Terremoto de Nepal en 1ª persona…
El terremoto del 25 de abril en Nepal dejó más de 8.000 muertos. Fue una de las peores catástrofes naturales de los últimos años. El español Pol Ferrús hacía una travesía a pie por las montañas del norte del país, cerca del Tíbet. Salvó varias veces la vida de milagro.
Pol Ferrús (Barcelona, 1986) no olvidará su último viaje a Nepal. El terremoto de 7,9 grados del 25 de abril le sorprendió en Sherpa Gaon, un pueblo de montaña en la cordillera del Himalaya. Estuvo una semana aislado. Horas antes de la catástrofe, se había separado de Sara, su pareja, que se quedó entre Rimche y Bamboo, dos de los enclaves más afectados. Durante una agónica semana, Pol dedicó más esfuerzos a buscarla que a salvar su vida. A continuación transcribo su historia en primera persona.
La huida de los monos
Yo iba con Gabriel, un francés que hacía su primer trekking. Era un chaval alto y fuerte pero bastante desubicado. Su calzado de montaña eran unas Nike agujereadas. Habíamos pasado por el pueblo de Kyanjin Gompa y nos acercábamos a otro llamado Sherpa Gaon. El camino, a 2.600 metros, estaba lleno de flores de rododendro, típicas de Nepal.
El paseo era tan agradable que, cuando vimos una casita de montaña en mitad del camino, con una mesita y un par de sillas fuera, decidimos tomar un té y admirar el Himalaya. La parada no estaba prevista; habíamos descansado un cuarto de hora antes. Si no nos hubiésemos detenido, probablemente habríamos muerto. La casualidad, el destino, el karma o vete a saber qué, nos llevaron a sentarnos en aquellas rudimentarias banquetas.
Me di cuenta de que algo iba mal cuando noté las reacciones de los animales. No sabría cómo describirlo. Los pájaros se dejaban caer en picado, los langures -monos típicos del Himalaya- aparecían por todos lados. Un langur nos había acompañado en calma hasta el mirador. Ahora huía enloquecido junto a cientos de animales remontando la montaña. Parecía irreal. Gabriel, mi compañero francés, arrimó bruscamente su banqueta hacia mí. Le miré con cara de pedirle que dejase de vacilarme. Su expresión de “yo no he hecho nada” y de pánico absoluto es lo último que recuerdo antes de la primera sacudida.

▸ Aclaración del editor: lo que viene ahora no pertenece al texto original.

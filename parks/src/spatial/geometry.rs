//! Point geometry for park records.
//!
//! A record's `pos` field is accepted in the two shapes a 2dsphere index can
//! consume:
//! - a legacy coordinate pair `[longitude, latitude]`
//! - a GeoJSON point `{"type": "Point", "coordinates": [longitude, latitude]}`
//!
//! Anything else is rejected when the record is imported.

use serde::{Deserialize, Serialize};
use serde_json::Value;
use std::fmt::{self, Display};
use thiserror::Error;

use crate::errors::{ErrorKind, ParksError};

/// Errors raised while reading a geometry out of a record
#[derive(Debug, Error, Clone, PartialEq)]
pub enum GeometryError {
    #[error("missing geometry field '{0}'")]
    Missing(String),

    #[error("unsupported geometry shape: {0}")]
    Unsupported(String),

    #[error("coordinate is not a finite number: {0}")]
    NotNumeric(String),

    #[error("latitude {0} is outside [-90, 90]")]
    LatitudeOutOfRange(f64),

    #[error("longitude {0} is outside [-180, 180]")]
    LongitudeOutOfRange(f64),
}

impl From<GeometryError> for ParksError {
    fn from(err: GeometryError) -> Self {
        ParksError::new(&err.to_string(), ErrorKind::ValidationError)
    }
}

/// A geographic point with validated latitude and longitude.
///
/// The constructor takes `(latitude, longitude)`, the order people say
/// coordinates in. Storage and filters use `(longitude, latitude)`, which is
/// what [`GeoPoint::as_lon_lat`] returns.
///
/// ```rust
/// use parks::spatial::GeoPoint;
///
/// let yosemite = GeoPoint::new(37.8651, -119.5383).unwrap();
/// assert_eq!(yosemite.as_lon_lat(), [-119.5383, 37.8651]);
/// ```
#[derive(Debug, Clone, Copy, PartialEq, Serialize, Deserialize)]
pub struct GeoPoint {
    latitude: f64,
    longitude: f64,
}

impl GeoPoint {
    pub fn new(latitude: f64, longitude: f64) -> Result<GeoPoint, GeometryError> {
        if !latitude.is_finite() {
            return Err(GeometryError::NotNumeric(latitude.to_string()));
        }
        if !longitude.is_finite() {
            return Err(GeometryError::NotNumeric(longitude.to_string()));
        }
        if !(-90.0..=90.0).contains(&latitude) {
            return Err(GeometryError::LatitudeOutOfRange(latitude));
        }
        if !(-180.0..=180.0).contains(&longitude) {
            return Err(GeometryError::LongitudeOutOfRange(longitude));
        }
        Ok(GeoPoint {
            latitude,
            longitude,
        })
    }

    pub fn latitude(&self) -> f64 {
        self.latitude
    }

    pub fn longitude(&self) -> f64 {
        self.longitude
    }

    /// Returns the point as a `[longitude, latitude]` pair.
    pub fn as_lon_lat(&self) -> [f64; 2] {
        [self.longitude, self.latitude]
    }

    /// Reads a point out of a `pos`-style JSON value.
    pub fn from_value(value: &Value) -> Result<GeoPoint, GeometryError> {
        match value {
            Value::Array(pair) => Self::from_pair(pair),
            Value::Object(object) => {
                let kind = object.get("type").and_then(Value::as_str);
                match (kind, object.get("coordinates")) {
                    (Some("Point"), Some(Value::Array(pair))) => Self::from_pair(pair),
                    (Some(other), _) if other != "Point" => {
                        Err(GeometryError::Unsupported(format!("GeoJSON type '{}'", other)))
                    }
                    _ => Err(GeometryError::Unsupported(value.to_string())),
                }
            }
            other => Err(GeometryError::Unsupported(other.to_string())),
        }
    }

    /// Renders the point as a GeoJSON point value.
    pub fn to_geojson(&self) -> Value {
        serde_json::json!({
            "type": "Point",
            "coordinates": [self.longitude, self.latitude],
        })
    }

    fn from_pair(pair: &[Value]) -> Result<GeoPoint, GeometryError> {
        if pair.len() != 2 {
            return Err(GeometryError::Unsupported(format!(
                "coordinate pair with {} elements",
                pair.len()
            )));
        }
        let longitude = pair[0]
            .as_f64()
            .ok_or_else(|| GeometryError::NotNumeric(pair[0].to_string()))?;
        let latitude = pair[1]
            .as_f64()
            .ok_or_else(|| GeometryError::NotNumeric(pair[1].to_string()))?;
        GeoPoint::new(latitude, longitude)
    }
}

impl Display for GeoPoint {
    fn fmt(&self, f: &mut fmt::Formatter<'_>) -> fmt::Result {
        write!(f, "POINT({} {})", self.longitude, self.latitude)
    }
}
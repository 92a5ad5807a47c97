use crate::errors::ParksResult;
use crate::store::ParkStore;

/// Dials a store and hands back an open connection.
///
/// A connector performs exactly one dial per [`connect`](StoreConnector::connect)
/// call; retrying and caching are the job of the
/// [`ConnectionManager`](crate::connection::ConnectionManager).
/// Dial and authentication failures are reported as `ErrorKind::ConnectionError`.
pub trait StoreConnector: Send + Sync {
    fn connect(&self) -> ParksResult<ParkStore>;

    /// Human readable target of the dial, with credentials removed.
    fn describe(&self) -> String;
}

Empezaron a temblar las tazas y los taburetes en un preámbulo muy breve del gran crujido: un estruendo ensordecedor, una nube de polvo asfixiante y piedras del tamaño de edificios precipitándose por todos lados, como puertas deslizándose. Estábamos a dos mil metros de altitud y las veíamos caer desde los cuatro mil, ladera abajo, rodando como canicas. El suelo que pisábamos se doblaba como el barro; parecía blando, se formaban ondas. Todo vibraba y saltaba por los aires. Las casas de piedra maciza empezaron a derrumbarse como si fuesen de cartón.
Pensé que iba a morir, así que lo primero que hicimos Gabriel y yo fue refugiarnos en una explanada donde no caían piedras. Desde allí oíamos llorar a un bebé. Era el hijo de la familia que nos había servido el té. Mi idea era ayudarles. Pero es imposible moverse cuando tienes la tierra centrifugando bajo tu cuerpo. Aquello no paraba. En realidad, la sacudida no duró ni un minuto, pero para mí fueron horas.